Roosevelt sent a telegram to Buffalo at some point, perhaps using the telegraph aboard the Elfrida. He drafted the message on the back of a Rutland Railroad schedule. Addressed to the “Director of Hospital or House at which President lies Buffalo NY,” it read: “Wire me at once full particulars to Van Ness House Burlington Vermont.” He signed it, “Theodore Roosevelt Vice President,” as if to underscore that he was wishing the president well.
A prophetic remark
McKinley was still alive when the Elfrida docked in Burlington. From there, Roosevelt boarded a special train to Proctor, where he had left his baggage. He was accompanied aboard the train by Sen. Proctor, his son (and future Vermont governor) Fletcher D. Proctor, former Vermont Gov. John W. Stewart, and Percival Clement, president of the Rutland Railroad and another future Vermont governor.

At one point, Clement said to Roosevelt, “Col. Roosevelt, this is the most eventful night of your career. I am afraid you will be called upon to assume the responsibilities of the president’s office in a short time.”

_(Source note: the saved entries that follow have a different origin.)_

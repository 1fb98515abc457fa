//! Read-only pixel access for the renderer.
//!
//! The renderer only ever needs the dimensions of an image and a color per
//! coordinate, so it is written against the [`Raster`] trait instead of a
//! concrete buffer type. Samples are 16-bit RGBA; 8-bit sources are widened so
//! that `sample >> 8` gives back the original channel value.

use image::{DynamicImage, GenericImageView, ImageBuffer, Rgba, RgbaImage};

/// The 16-bit RGBA buffer the loader produces.
pub type Raster16 = ImageBuffer<Rgba<u16>, Vec<u16>>;

/// An addressable 2D grid of pixels.
pub trait Raster {
    fn width(&self) -> u32;

    fn height(&self) -> u32;

    /// Returns the 16-bit RGBA sample at `(x, y)`.
    ///
    /// Callers only pass coordinates within `width() x height()`.
    fn sample(&self, x: u32, y: u32) -> [u16; 4];
}

#[inline]
fn widen(channel: u8) -> u16 {
    // 0xab -> 0xabab
    u16::from(channel) * 257
}

impl Raster for RgbaImage {
    fn width(&self) -> u32 {
        ImageBuffer::width(self)
    }

    fn height(&self) -> u32 {
        ImageBuffer::height(self)
    }

    fn sample(&self, x: u32, y: u32) -> [u16; 4] {
        self.get_pixel(x, y).0.map(widen)
    }
}

impl Raster for Raster16 {
    fn width(&self) -> u32 {
        ImageBuffer::width(self)
    }

    fn height(&self) -> u32 {
        ImageBuffer::height(self)
    }

    fn sample(&self, x: u32, y: u32) -> [u16; 4] {
        self.get_pixel(x, y).0
    }
}

impl Raster for DynamicImage {
    fn width(&self) -> u32 {
        GenericImageView::width(self)
    }

    fn height(&self) -> u32 {
        GenericImageView::height(self)
    }

    fn sample(&self, x: u32, y: u32) -> [u16; 4] {
        match self {
            DynamicImage::ImageRgba16(buffer) => buffer.get_pixel(x, y).0,
            _ => GenericImageView::get_pixel(self, x, y).0.map(widen),
        }
    }
}
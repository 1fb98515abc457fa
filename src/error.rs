use std::io;
use std::path::PathBuf;
use thiserror::Error;

/// Everything that can go wrong while producing a preview.
///
/// No variant is ever accompanied by partial output: a preview is either
/// rendered completely or not at all.
#[derive(Error, Debug)]
pub enum PreviewError {
    #[error("failed to read {}: {source}", .path.display())]
    Io {
        path: PathBuf,
        #[source]
        source: io::Error,
    },

    #[error(transparent)]
    Decode(#[from] DecodeError),

    #[error(transparent)]
    Config(#[from] ConfigError),
}

#[derive(Error, Debug)]
pub enum DecodeError {
    #[error("unrecognized image format")]
    UnknownFormat,

    #[error("failed to decode {format} image: {source}")]
    Corrupt {
        format: &'static str,
        #[source]
        source: image::ImageError,
    },
}

#[derive(Error, Debug, Clone, PartialEq, Eq)]
pub enum ConfigError {
    #[error("background color {input:?} must be exactly 7 characters (#rrggbb)")]
    BackgroundLength { input: String },

    #[error("background color {input:?} must start with '#'")]
    BackgroundPrefix { input: String },

    #[error("background color {input:?} contains non-hex digits")]
    BackgroundDigits { input: String },

    #[error("preview bounds must be positive, got {max_width}x{max_height}")]
    ZeroBound { max_width: u32, max_height: u32 },
}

“Oh, I hope not,” Roosevelt responded, “not that I fail to appreciate its importance, but I don’t want it to come that way.”

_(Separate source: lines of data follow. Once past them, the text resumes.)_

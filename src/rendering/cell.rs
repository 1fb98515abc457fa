//! Terminal cell representation.
//!
//! A [`Cell`] is the unit the renderer produces: one lower-half-block glyph
//! standing for two vertically stacked source pixels.
//!
//! The glyph's filled lower half is drawn in the foreground color and shows the
//! lower pixel, while the unfilled upper half shows the cell's background color,
//! which carries the upper pixel.

use crossterm::Command;
use crossterm::style::{Print, ResetColor};
use std::fmt;

/// The glyph every cell is drawn with.
pub const HALF_BLOCK: char = '▄';

/// Represents a single rendered terminal cell.
///
/// # Example
///
/// ```rust
/// use blockpeek::rendering::cell::Cell;
///
/// let cell = Cell::new([255, 0, 0], [0, 0, 255]);
/// assert_eq!(cell.fg_color(), [0, 0, 255]);
/// assert_eq!(cell.bg_color(), [255, 0, 0]);
/// assert_eq!(cell.to_string(), "\x1b[38;2;0;0;255;48;2;255;0;0m▄\x1b[0m");
/// ```
#[derive(Clone, Copy, Debug, PartialEq, Eq, Hash)]
pub struct Cell {
    /// Color of the upper source pixel.
    pub upper: [u8; 3],
    /// Color of the lower source pixel.
    pub lower: [u8; 3],
}

impl Cell {
    pub fn new(upper: [u8; 3], lower: [u8; 3]) -> Self {
        Self { upper, lower }
    }

    /// The foreground color the glyph is drawn with, i.e. the lower pixel.
    pub fn fg_color(&self) -> [u8; 3] {
        self.lower
    }

    /// The background color of the cell, i.e. the upper pixel.
    pub fn bg_color(&self) -> [u8; 3] {
        self.upper
    }

    /// The combined color change that precedes the glyph.
    pub fn set_colors(&self) -> SetTrueColors {
        SetTrueColors {
            foreground: self.fg_color(),
            background: self.bg_color(),
        }
    }
}

/// A `crossterm` command that sets a 24-bit foreground and background color in
/// a single SGR sequence.
///
/// The parameters are always written, regardless of `NO_COLOR`: previews assume a
/// truecolor terminal.
#[derive(Clone, Copy, Debug, PartialEq, Eq)]
pub struct SetTrueColors {
    pub foreground: [u8; 3],
    pub background: [u8; 3],
}

impl Command for SetTrueColors {
    fn write_ansi(&self, f: &mut impl fmt::Write) -> fmt::Result {
        let [fr, fg, fb] = self.foreground;
        let [br, bg, bb] = self.background;
        write!(f, "\x1b[38;2;{fr};{fg};{fb};48;2;{br};{bg};{bb}m")
    }

    #[cfg(windows)]
    fn execute_winapi(&self) -> std::io::Result<()> {
        use crossterm::style::{Color, Colors, SetColors};
        let rgb = |[r, g, b]: [u8; 3]| Color::Rgb { r, g, b };
        SetColors(Colors {
            foreground: Some(rgb(self.foreground)),
            background: Some(rgb(self.background)),
        })
        .execute_winapi()
    }
}

/// Writes the escape sequences for a cell: the colors, the glyph, then a reset.
impl fmt::Display for Cell {
    fn fmt(&self, f: &mut fmt::Formatter<'_>) -> fmt::Result {
        self.set_colors().write_ansi(f)?;
        Print(HALF_BLOCK).write_ansi(f)?;
        ResetColor.write_ansi(f)
    }
}

#[cfg(test)]
mod tests {
    use super::*;
    use crossterm::style::Colored;

    #[test]
    fn test_colors_survive_disabled_ansi_colors() {
        // same switch crossterm flips when NO_COLOR is set; nothing in this
        // crate reads it, so leaving it on does not affect other tests
        Colored::set_ansi_color_disabled(true);

        let cell = Cell::new([255, 0, 0], [0, 0, 0]);
        assert_eq!(cell.to_string(), "\x1b[38;2;0;0;0;48;2;255;0;0m▄\x1b[0m");

        let mut sink = Vec::new();
        crossterm::queue!(sink, cell.set_colors(), Print(HALF_BLOCK), ResetColor).unwrap();
        assert_eq!(String::from_utf8(sink).unwrap(), cell.to_string());
    }
}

From Proctor, the vice president traveled to Buffalo. Several days after the vice president’s arrival, McKinley’s condition stabilized, and Roosevelt was urged to leave the president’s side, lest the public fear that McKinley’s life was in danger. So on Sept. 10, Roosevelt traveled to the Adirondacks for a brief vacation.
By Sept. 12, McKinley had regained enough strength to eat solid foods, a hopeful sign. Roosevelt must have been in a more relaxed mood the next day as he set off to climb Mount Marcy, the tallest peak in the Adirondacks. As he climbed, however, a guide from the club where Roosevelt was staying caught up to him with an urgent message: The president was fading.
Roosevelt fretted about what to do. At about midnight, Roosevelt decided he needed to get to Buffalo immediately. The nearest train station was ordinarily a seven-hour ride away in daylight. That night, the vice president raced through the wilderness in a horse-drawn wagon, changing horses along the way and eventually switching to a carriage. He reached the station at about 4:45 a.m.
He was greeted there by his private secretary, William Loeb Jr., who handed him a folded piece of paper. Roosevelt read it and “was visibly agitated,” the Boston Globe reported the next day. “Tears rose in his eyes and his lips shut tightly, but he said nothing.” Pocketing the note, Roosevelt “strode toward the special train, looking a worn and thoroughly lonely man.” McKinley was dead, and the new president was catching a train to Buffalo to pay his respects.

Corrections: Fletcher D. Proctor was the correct name of the former governor, and Roosevelt learned about McKinley’s death at the beginning of his train trip, not at the end.